**Work task**: The answer must be an exact reproduction of the lines from the start of the records below through the line containing "Index of each", and nothing more.

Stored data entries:
++++++++

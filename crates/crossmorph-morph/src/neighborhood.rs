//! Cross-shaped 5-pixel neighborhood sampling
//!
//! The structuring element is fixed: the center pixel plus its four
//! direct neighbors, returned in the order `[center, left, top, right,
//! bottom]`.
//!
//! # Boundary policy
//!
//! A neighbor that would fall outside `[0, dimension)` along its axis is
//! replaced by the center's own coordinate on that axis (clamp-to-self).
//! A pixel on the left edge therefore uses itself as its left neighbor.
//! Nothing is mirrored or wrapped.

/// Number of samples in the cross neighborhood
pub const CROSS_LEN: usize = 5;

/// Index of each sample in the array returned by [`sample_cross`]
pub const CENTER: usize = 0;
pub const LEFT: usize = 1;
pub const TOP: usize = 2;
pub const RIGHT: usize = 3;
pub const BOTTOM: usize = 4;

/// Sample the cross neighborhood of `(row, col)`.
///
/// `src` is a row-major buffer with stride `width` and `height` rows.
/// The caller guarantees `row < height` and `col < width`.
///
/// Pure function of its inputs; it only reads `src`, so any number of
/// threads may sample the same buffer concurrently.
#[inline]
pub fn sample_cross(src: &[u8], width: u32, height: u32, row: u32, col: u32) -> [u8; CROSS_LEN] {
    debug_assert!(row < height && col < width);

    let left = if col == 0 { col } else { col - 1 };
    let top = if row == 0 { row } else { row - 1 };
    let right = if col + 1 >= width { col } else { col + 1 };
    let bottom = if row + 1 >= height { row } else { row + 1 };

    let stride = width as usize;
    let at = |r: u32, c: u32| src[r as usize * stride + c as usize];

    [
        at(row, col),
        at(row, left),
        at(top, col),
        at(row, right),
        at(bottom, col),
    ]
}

++++++++

**Reply to the exercise**:
filename crates/crossmorph-morph/src/neighborhood.rs
//! Cross-shaped 5-pixel neighborhood sampling
//!
//! The structuring element is fixed: the center pixel plus its four
//! direct neighbors, returned in the order `[center, left, top, right,
//! bottom]`.
//!
//! # Boundary policy
//!
//! A neighbor that would fall outside `[0, dimension)` along its axis is
//! replaced by the center's own coordinate on that axis (clamp-to-self).
//! A pixel on the left edge therefore uses itself as its left neighbor.
//! Nothing is mirrored or wrapped.

/// Number of samples in the cross neighborhood
pub const CROSS_LEN: usize = 5;

/// Index of each sample in the array returned by [`sample_cross`]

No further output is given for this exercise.